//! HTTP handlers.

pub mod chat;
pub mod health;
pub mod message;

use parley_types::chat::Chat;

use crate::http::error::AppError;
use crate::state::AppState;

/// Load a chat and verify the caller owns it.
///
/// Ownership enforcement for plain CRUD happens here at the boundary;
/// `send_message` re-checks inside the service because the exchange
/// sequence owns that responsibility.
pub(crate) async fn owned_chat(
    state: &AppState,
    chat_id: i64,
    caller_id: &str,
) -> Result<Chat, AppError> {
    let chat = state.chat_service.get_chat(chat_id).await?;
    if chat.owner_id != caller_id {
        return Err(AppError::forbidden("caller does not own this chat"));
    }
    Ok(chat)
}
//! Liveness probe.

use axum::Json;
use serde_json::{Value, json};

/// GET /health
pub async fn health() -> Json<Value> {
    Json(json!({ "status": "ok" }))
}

...

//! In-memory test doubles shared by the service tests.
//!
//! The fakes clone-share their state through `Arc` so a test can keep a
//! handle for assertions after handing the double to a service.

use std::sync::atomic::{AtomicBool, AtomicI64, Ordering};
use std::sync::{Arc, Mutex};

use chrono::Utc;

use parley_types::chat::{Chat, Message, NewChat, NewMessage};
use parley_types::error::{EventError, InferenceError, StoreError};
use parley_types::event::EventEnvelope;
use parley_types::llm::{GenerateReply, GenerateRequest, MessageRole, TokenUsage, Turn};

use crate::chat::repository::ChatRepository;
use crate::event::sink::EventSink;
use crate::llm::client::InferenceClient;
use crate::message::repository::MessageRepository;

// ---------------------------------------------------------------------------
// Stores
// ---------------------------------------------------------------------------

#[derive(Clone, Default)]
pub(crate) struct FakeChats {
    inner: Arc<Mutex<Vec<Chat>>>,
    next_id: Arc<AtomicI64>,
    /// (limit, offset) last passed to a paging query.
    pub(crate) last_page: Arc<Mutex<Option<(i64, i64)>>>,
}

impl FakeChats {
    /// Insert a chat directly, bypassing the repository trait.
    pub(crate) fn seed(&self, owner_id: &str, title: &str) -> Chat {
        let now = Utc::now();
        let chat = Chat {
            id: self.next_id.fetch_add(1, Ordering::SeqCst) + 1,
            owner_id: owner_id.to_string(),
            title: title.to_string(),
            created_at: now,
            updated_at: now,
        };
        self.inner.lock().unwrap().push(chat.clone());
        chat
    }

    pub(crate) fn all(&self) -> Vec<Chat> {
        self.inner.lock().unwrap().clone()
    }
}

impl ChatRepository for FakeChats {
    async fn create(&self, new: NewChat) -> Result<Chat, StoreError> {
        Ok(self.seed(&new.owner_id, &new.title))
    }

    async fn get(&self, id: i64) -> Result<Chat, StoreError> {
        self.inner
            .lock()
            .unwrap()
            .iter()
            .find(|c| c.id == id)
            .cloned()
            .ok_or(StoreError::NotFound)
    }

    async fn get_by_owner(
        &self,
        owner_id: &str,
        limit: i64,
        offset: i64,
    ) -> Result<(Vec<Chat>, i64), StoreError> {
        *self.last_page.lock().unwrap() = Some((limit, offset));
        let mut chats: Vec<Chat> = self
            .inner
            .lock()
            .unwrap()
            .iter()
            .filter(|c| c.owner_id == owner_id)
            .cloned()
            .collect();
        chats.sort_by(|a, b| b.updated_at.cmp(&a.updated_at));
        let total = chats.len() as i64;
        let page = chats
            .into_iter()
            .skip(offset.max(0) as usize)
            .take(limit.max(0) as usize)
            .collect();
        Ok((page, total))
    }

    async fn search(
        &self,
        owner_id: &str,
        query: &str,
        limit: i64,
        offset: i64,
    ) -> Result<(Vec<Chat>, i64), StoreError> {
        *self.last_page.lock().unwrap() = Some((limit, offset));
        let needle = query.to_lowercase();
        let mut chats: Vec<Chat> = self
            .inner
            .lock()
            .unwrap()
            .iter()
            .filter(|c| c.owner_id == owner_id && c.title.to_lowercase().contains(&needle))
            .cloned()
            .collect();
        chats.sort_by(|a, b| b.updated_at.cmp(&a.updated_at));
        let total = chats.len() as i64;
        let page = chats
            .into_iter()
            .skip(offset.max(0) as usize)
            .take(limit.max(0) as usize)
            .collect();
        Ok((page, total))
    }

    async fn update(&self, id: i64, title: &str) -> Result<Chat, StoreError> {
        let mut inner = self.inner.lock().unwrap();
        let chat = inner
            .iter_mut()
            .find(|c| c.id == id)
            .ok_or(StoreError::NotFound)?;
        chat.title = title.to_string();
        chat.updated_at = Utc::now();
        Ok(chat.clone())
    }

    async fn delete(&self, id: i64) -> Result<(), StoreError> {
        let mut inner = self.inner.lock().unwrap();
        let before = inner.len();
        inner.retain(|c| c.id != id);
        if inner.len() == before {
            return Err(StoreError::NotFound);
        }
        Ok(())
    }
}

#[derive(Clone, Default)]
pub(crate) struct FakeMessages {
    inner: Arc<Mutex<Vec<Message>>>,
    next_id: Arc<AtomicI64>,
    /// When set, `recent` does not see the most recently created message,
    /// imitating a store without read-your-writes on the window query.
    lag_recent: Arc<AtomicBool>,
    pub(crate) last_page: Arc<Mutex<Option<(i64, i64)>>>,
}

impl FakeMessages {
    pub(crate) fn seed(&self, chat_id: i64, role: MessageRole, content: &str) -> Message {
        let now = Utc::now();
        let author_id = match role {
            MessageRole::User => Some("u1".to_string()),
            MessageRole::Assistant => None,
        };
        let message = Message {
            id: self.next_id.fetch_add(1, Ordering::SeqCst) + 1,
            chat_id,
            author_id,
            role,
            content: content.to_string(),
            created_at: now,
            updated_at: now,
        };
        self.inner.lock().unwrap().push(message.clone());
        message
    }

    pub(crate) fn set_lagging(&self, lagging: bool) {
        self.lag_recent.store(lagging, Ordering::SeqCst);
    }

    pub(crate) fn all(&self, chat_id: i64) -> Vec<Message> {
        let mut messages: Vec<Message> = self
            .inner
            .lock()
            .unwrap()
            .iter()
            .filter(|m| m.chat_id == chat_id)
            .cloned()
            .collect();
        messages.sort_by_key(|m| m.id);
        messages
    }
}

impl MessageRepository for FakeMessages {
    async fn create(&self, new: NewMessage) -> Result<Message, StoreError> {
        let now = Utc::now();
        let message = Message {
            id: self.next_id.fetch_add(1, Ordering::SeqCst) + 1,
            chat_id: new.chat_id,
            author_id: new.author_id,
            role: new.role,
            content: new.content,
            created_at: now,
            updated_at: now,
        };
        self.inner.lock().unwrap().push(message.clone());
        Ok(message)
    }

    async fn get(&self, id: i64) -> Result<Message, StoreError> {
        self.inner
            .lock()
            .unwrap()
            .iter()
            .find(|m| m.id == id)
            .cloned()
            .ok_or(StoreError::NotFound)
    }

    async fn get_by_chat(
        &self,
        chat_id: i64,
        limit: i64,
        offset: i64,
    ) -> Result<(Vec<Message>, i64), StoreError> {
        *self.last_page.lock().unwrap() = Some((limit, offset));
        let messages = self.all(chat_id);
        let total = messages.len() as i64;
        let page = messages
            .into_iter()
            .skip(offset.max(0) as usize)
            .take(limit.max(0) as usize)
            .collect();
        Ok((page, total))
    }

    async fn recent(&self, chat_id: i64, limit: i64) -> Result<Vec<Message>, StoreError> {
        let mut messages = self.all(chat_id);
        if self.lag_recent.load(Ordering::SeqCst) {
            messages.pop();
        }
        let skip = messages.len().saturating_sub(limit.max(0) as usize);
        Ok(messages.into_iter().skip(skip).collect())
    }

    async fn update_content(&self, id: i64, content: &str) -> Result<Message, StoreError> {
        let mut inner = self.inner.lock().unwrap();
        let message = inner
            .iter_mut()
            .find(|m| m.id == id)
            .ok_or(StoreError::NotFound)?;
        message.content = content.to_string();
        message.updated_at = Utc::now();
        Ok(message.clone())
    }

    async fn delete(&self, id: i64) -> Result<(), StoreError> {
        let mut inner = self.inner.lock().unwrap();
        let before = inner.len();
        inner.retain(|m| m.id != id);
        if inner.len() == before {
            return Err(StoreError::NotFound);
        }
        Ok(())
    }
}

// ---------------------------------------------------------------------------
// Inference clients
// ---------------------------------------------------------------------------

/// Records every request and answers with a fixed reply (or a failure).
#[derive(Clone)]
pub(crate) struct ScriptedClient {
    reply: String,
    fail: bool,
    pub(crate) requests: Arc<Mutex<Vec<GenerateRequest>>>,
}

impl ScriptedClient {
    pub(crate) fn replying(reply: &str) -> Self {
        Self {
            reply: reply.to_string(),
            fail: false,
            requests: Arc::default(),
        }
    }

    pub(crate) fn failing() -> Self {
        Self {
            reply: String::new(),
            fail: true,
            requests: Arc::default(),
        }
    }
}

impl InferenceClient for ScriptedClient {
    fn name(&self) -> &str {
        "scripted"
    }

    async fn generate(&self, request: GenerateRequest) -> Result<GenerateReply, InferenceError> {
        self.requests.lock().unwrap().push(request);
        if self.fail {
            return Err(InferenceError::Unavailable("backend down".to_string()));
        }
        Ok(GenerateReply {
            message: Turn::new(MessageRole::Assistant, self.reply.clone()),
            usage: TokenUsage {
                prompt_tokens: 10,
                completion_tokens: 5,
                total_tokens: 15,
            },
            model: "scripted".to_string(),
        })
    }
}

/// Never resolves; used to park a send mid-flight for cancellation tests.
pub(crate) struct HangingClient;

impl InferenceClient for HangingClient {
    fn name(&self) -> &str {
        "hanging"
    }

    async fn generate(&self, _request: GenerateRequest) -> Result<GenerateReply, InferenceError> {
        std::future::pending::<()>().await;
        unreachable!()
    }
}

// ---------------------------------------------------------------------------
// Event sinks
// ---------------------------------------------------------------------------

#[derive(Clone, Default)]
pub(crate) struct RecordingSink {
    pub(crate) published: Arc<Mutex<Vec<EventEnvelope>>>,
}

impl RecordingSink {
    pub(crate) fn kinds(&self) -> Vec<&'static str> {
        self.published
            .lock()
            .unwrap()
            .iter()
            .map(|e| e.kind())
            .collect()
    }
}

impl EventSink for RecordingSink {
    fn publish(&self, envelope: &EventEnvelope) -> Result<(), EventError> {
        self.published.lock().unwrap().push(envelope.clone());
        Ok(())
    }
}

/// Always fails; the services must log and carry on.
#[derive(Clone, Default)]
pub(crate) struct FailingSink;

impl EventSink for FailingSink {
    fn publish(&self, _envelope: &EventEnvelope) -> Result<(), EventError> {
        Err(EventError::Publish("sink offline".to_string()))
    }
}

--

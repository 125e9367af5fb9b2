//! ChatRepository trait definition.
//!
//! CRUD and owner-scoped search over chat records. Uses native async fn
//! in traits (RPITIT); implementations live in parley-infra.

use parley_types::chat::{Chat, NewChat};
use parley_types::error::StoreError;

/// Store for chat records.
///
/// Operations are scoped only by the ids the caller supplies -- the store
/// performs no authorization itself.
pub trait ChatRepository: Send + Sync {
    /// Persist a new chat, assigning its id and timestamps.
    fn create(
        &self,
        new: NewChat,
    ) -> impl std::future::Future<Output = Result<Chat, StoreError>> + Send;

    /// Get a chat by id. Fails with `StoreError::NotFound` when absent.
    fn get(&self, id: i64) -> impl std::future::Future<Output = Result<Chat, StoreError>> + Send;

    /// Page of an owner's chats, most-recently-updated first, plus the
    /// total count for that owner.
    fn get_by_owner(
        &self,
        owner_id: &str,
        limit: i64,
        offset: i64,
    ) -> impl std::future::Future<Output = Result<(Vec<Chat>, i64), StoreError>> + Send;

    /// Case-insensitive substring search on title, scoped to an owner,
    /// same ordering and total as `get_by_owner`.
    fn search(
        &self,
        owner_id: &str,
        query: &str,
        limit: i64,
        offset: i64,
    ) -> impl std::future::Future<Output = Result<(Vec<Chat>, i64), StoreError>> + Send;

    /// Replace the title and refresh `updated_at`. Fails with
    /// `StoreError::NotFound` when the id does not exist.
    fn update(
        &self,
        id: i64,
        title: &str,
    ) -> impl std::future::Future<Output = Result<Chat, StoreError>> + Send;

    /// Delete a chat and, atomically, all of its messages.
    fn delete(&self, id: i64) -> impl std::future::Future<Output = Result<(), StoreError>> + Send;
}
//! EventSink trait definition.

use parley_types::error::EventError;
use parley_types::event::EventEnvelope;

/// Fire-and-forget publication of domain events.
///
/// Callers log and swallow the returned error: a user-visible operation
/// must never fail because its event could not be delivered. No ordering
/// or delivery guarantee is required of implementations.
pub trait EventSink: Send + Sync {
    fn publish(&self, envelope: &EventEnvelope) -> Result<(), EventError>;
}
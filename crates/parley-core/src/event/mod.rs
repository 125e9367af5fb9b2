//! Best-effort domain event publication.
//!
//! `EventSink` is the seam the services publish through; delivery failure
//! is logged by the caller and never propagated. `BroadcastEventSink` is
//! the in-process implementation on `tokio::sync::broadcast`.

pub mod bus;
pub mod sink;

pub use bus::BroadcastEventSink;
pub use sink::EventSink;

→ Exercise requirements
Every line in the entries above that has the word "publication" should be identified and copied.

→ Task response
/// Fire-and-forget publication of domain events.
//! Best-effort domain event publication.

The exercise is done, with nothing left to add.